++++ DATA EXTRACT ++++
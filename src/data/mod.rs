use crate::map::MapRenderer;
use anyhow::Result;
use geo::LineString;
use geojson::{GeoJson, Geometry, Value};
use std::fs;
use std::path::Path;

const COASTLINE_FILE: &str = "coastline.geojson";
const ROADS_FILE: &str = "roads.geojson";
const PLACES_FILE: &str = "places.geojson";

/// Load whatever basemap GeoJSON is present in `data_dir`.
/// Missing files are skipped; unreadable ones are logged and skipped.
/// Returns the number of features loaded.
pub fn load_basemap(renderer: &mut MapRenderer, data_dir: &Path) -> Result<usize> {
    let mut loaded = 0;

    for (filename, kind) in [
        (COASTLINE_FILE, LineKind::Coastline),
        (ROADS_FILE, LineKind::Road),
    ] {
        let path = data_dir.join(filename);
        if !path.exists() {
            continue;
        }
        match read_geojson(&path) {
            Ok(geojson) => {
                let count = add_lines(renderer, &geojson, kind);
                log::info!("loaded {count} lines from {}", path.display());
                loaded += count;
            }
            Err(e) => log::warn!("failed to load {}: {e}", path.display()),
        }
    }

    let places_path = data_dir.join(PLACES_FILE);
    if places_path.exists() {
        match read_geojson(&places_path) {
            Ok(geojson) => {
                let count = add_places(renderer, &geojson);
                log::info!("loaded {count} places from {}", places_path.display());
                loaded += count;
            }
            Err(e) => log::warn!("failed to load {}: {e}", places_path.display()),
        }
    }

    if renderer.has_data() {
        renderer.build_index();
    } else {
        log::info!("no basemap data in {}, drawing graticule", data_dir.display());
    }

    Ok(loaded)
}

#[derive(Clone, Copy)]
enum LineKind {
    Coastline,
    Road,
}

fn read_geojson(path: &Path) -> Result<GeoJson> {
    let content = fs::read_to_string(path)?;
    Ok(content.parse()?)
}

fn add_lines(renderer: &mut MapRenderer, geojson: &GeoJson, kind: LineKind) -> usize {
    let mut count = 0;
    process_geojson_lines(geojson, |line| {
        count += 1;
        match kind {
            LineKind::Coastline => renderer.add_coastline(line),
            LineKind::Road => renderer.add_road(line),
        }
    });
    count
}

/// Named Point features become place labels
fn add_places(renderer: &mut MapRenderer, geojson: &GeoJson) -> usize {
    let GeoJson::FeatureCollection(fc) = geojson else {
        return 0;
    };

    let mut count = 0;
    for feature in &fc.features {
        let Some(name) = feature
            .properties
            .as_ref()
            .and_then(|p| p.get("name"))
            .and_then(|v| v.as_str())
        else {
            continue;
        };

        if let Some(Value::Point(coords)) = feature.geometry.as_ref().map(|g| &g.value) {
            if coords.len() >= 2 {
                renderer.add_place(coords[0], coords[1], name);
                count += 1;
            }
        }
    }
    count
}

/// Walk a GeoJSON document and hand every line (or polygon exterior) to `add_line`
fn process_geojson_lines<F>(geojson: &GeoJson, mut add_line: F)
where
    F: FnMut(LineString<f64>),
{
    match geojson {
        GeoJson::FeatureCollection(fc) => {
            for feature in &fc.features {
                if let Some(ref geometry) = feature.geometry {
                    process_geometry_lines(geometry, &mut add_line);
                }
            }
        }
        GeoJson::Feature(f) => {
            if let Some(ref geometry) = f.geometry {
                process_geometry_lines(geometry, &mut add_line);
            }
        }
        GeoJson::Geometry(geometry) => {
            process_geometry_lines(geometry, &mut add_line);
        }
    }
}

fn to_line(coords: &[Vec<f64>]) -> LineString<f64> {
    coords
        .iter()
        .filter(|c| c.len() >= 2)
        .map(|c| (c[0], c[1]))
        .collect()
}

fn process_geometry_lines<F>(geometry: &Geometry, add_line: &mut F)
where
    F: FnMut(LineString<f64>),
{
    match &geometry.value {
        Value::LineString(coords) => add_line(to_line(coords)),
        Value::MultiLineString(lines) => {
            for coords in lines {
                add_line(to_line(coords));
            }
        }
        Value::Polygon(rings) => {
            if let Some(exterior) = rings.first() {
                add_line(to_line(exterior));
            }
        }
        Value::MultiPolygon(polygons) => {
            for rings in polygons {
                if let Some(exterior) = rings.first() {
                    add_line(to_line(exterior));
                }
            }
        }
        Value::GeometryCollection(geometries) => {
            for g in geometries {
                process_geometry_lines(g, add_line);
            }
        }
        _ => {}
    }
}

#[cfg(test)]
mod tests {
    use super::*;

    const ROADS: &str = r#"{
        "type": "FeatureCollection",
        "features": [
            {"type": "Feature", "properties": {},
             "geometry": {"type": "LineString", "coordinates": [[76.90, 8.50], [76.91, 8.51]]}},
            {"type": "Feature", "properties": {},
             "geometry": {"type": "MultiLineString", "coordinates": [
                 [[76.92, 8.52], [76.93, 8.53]],
                 [[76.94, 8.54], [76.95, 8.55]]
             ]}},
            {"type": "Feature", "properties": {},
             "geometry": {"type": "Point", "coordinates": [76.9, 8.5]}}
        ]
    }"#;

    const PLACES: &str = r#"{
        "type": "FeatureCollection",
        "features": [
            {"type": "Feature", "properties": {"name": "Thampanoor"},
             "geometry": {"type": "Point", "coordinates": [76.9525, 8.4875]}},
            {"type": "Feature", "properties": {},
             "geometry": {"type": "Point", "coordinates": [76.95, 8.48]}}
        ]
    }"#;

    #[test]
    fn test_lines_from_feature_collection() {
        let geojson: GeoJson = ROADS.parse().unwrap();
        let mut renderer = MapRenderer::new();
        assert_eq!(add_lines(&mut renderer, &geojson, LineKind::Road), 3);
        assert_eq!(renderer.roads.len(), 3);
        assert!(renderer.coastlines.is_empty());
        assert_eq!(renderer.roads[0], LineString::from(vec![(76.90, 8.50), (76.91, 8.51)]));
    }

    #[test]
    fn test_places_need_a_name() {
        let geojson: GeoJson = PLACES.parse().unwrap();
        let mut renderer = MapRenderer::new();
        assert_eq!(add_places(&mut renderer, &geojson), 1);
        assert_eq!(renderer.places[0].name, "Thampanoor");
    }

    #[test]
    fn test_missing_directory_loads_nothing() {
        let mut renderer = MapRenderer::new();
        let missing = Path::new("/nonexistent/landmark-editor");
        let loaded = load_basemap(&mut renderer, missing).unwrap();
        assert_eq!(loaded, 0);
        assert!(!renderer.has_data());
    }
}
++++
### WORK TO COMPLETE
Set down all of the data above, word for word.

### FINISHED EXERCISE
filename src/data/mod.rs
use crate::map::MapRenderer;
use anyhow::Result;
use geo::LineString;
use geojson::{GeoJson, Geometry, Value};
use std::fs;
use std::path::Path;

const COASTLINE_FILE: &str = "coastline.geojson";
const ROADS_FILE: &str = "roads.geojson";
const PLACES_FILE: &str = "places.geojson";

/// Load whatever basemap GeoJSON is present in `data_dir`.
/// Missing files are skipped; unreadable ones are logged and skipped.
/// Returns the number of features loaded.
pub fn load_basemap(renderer: &mut MapRenderer, data_dir: &Path) -> Result<usize> {
    let mut loaded = 0;

    for (filename, kind) in [
        (COASTLINE_FILE, LineKind::Coastline),
        (ROADS_FILE, LineKind::Road),
    ] {
        let path = data_dir.join(filename);
        if !path.exists() {
            continue;
        }
        match read_geojson(&path) {
            Ok(geojson) => {
                let count = add_lines(renderer, &geojson, kind);
                log::info!("loaded {count} lines from {}", path.display());
                loaded += count;
            }
            Err(e) => log::warn!("failed to load {}: {e}", path.display()),
        }
    }

    let places_path = data_dir.join(PLACES_FILE);
    if places_path.exists() {
        match read_geojson(&places_path) {
            Ok(geojson) => {
                let count = add_places(renderer, &geojson);
                log::info!("loaded {count} places from {}", places_path.display());
                loaded += count;
            }
            Err(e) => log::warn!("failed to load {}: {e}", places_path.display()),
        }
    }

    if renderer.has_data() {
        renderer.build_index();
    } else {
        log::info!("no basemap data in {}, drawing graticule", data_dir.display());
    }

    Ok(loaded)
}

#[derive(Clone, Copy)]
enum LineKind {
    Coastline,
    Road,
}

fn read_geojson(path: &Path) -> Result<GeoJson> {
    let content = fs::read_to_string(path)?;
    Ok(content.parse()?)
}

fn add_lines(renderer: &mut MapRenderer, geojson: &GeoJson, kind: LineKind) -> usize {
    let mut count = 0;
    process_geojson_lines(geojson, |line| {
        count += 1;
        match kind {
            LineKind::Coastline => renderer.add_coastline(line),
            LineKind::Road => renderer.add_road(line),
        }
    });
    count
}

/// Named Point features become place labels
fn add_places(renderer: &mut MapRenderer, geojson: &GeoJson) -> usize {
    let GeoJson::FeatureCollection(fc) = geojson else {
        return 0;
    };

    let mut count = 0;
    for feature in &fc.features {
        let Some(name) = feature
            .properties
            .as_ref()
            .and_then(|p| p.get("name"))
            .and_then(|v| v.as_str())
        else {
            continue;
        };

        if let Some(Value::Point(coords)) = feature.geometry.as_ref().map(|g| &g.value) {
            if coords.len() >= 2 {
                renderer.add_place(coords[0], coords[1], name);
                count += 1;
            }
        }
    }
    count
}

/// Walk a GeoJSON document and hand every line (or polygon exterior) to `add_line`
fn process_geojson_lines<F>(geojson: &GeoJson, mut add_line: F)
where
    F: FnMut(LineString<f64>),
{
    match geojson {
        GeoJson::FeatureCollection(fc) => {
            for feature in &fc.features {
                if let Some(ref geometry) = feature.geometry {
                    process_geometry_lines(geometry, &mut add_line);
                }
            }
        }
        GeoJson::Feature(f) => {
            if let Some(ref geometry) = f.geometry {
                process_geometry_lines(geometry, &mut add_line);
            }
        }
        GeoJson::Geometry(geometry) => {
            process_geometry_lines(geometry, &mut add_line);
        }
    }
}

fn to_line(coords: &[Vec<f64>]) -> LineString<f64> {
    coords
        .iter()
        .filter(|c| c.len() >= 2)
        .map(|c| (c[0], c[1]))
        .collect()
}

fn process_geometry_lines<F>(geometry: &Geometry, add_line: &mut F)
where
    F: FnMut(LineString<f64>),
{
    match &geometry.value {
        Value::LineString(coords) => add_line(to_line(coords)),
        Value::MultiLineString(lines) => {
            for coords in lines {
                add_line(to_line(coords));
            }
        }
        Value::Polygon(rings) => {
            if let Some(exterior) = rings.first() {
                add_line(to_line(exterior));
            }
        }
        Value::MultiPolygon(polygons) => {
            for rings in polygons {
                if let Some(exterior) = rings.first() {
                    add_line(to_line(exterior));
                }
            }
        }
        Value::GeometryCollection(geometries) => {
            for g in geometries {
                process_geometry_lines(g, add_line);
            }
        }
        _ => {}
    }
}

#[cfg(test)]
mod tests {
    use super::*;

    const ROADS: &str = r#"{
        "type": "FeatureCollection",
        "features": [
            {"type": "Feature", "properties": {},
             "geometry": {"type": "LineString", "coordinates": [[76.90, 8.50], [76.91, 8.51]]}},
            {"type": "Feature", "properties": {},
             "geometry": {"type": "MultiLineString", "coordinates": [
                 [[76.92, 8.52], [76.93, 8.53]],
                 [[76.94, 8.54], [76.95, 8.55]]
             ]}},
            {"type": "Feature", "properties": {},
             "geometry": {"type": "Point", "coordinates": [76.9, 8.5]}}
        ]
    }"#;

    const PLACES: &str = r#"{
        "type": "FeatureCollection",
        "features": [
            {"type": "Feature", "properties": {"name": "Thampanoor"},
             "geometry": {"type": "Point", "coordinates": [76.9525, 8.4875]}},
            {"type": "Feature", "properties": {},
             "geometry": {"type": "Point", "coordinates": [76.95, 8.48]}}
        ]
    }"#;

    #[test]
    fn test_lines_from_feature_collection() {
        let geojson: GeoJson = ROADS.parse().unwrap();
        let mut renderer = MapRenderer::new();
        assert_eq!(add_lines(&mut renderer, &geojson, LineKind::Road), 3);
        assert_eq!(renderer.roads.len(), 3);
        assert!(renderer.coastlines.is_empty());
        assert_eq!(renderer.roads[0], LineString::from(vec![(76.90, 8.50), (76.91, 8.51)]));
    }

    #[test]
    fn test_places_need_a_name() {
        let geojson: GeoJson = PLACES.parse().unwrap();
        let mut renderer = MapRenderer::new();
        assert_eq!(add_places(&mut renderer, &geojson), 1);
        assert_eq!(renderer.places[0].name, "Thampanoor");
    }

    #[test]
    fn test_missing_directory_loads_nothing() {
        let mut renderer = MapRenderer::new();
        let missing = Path::new("/nonexistent/landmark-editor");
        let loaded = load_basemap(&mut renderer, missing).unwrap();
        assert_eq!(loaded, 0);
        assert!(!renderer.has_data());
    }
}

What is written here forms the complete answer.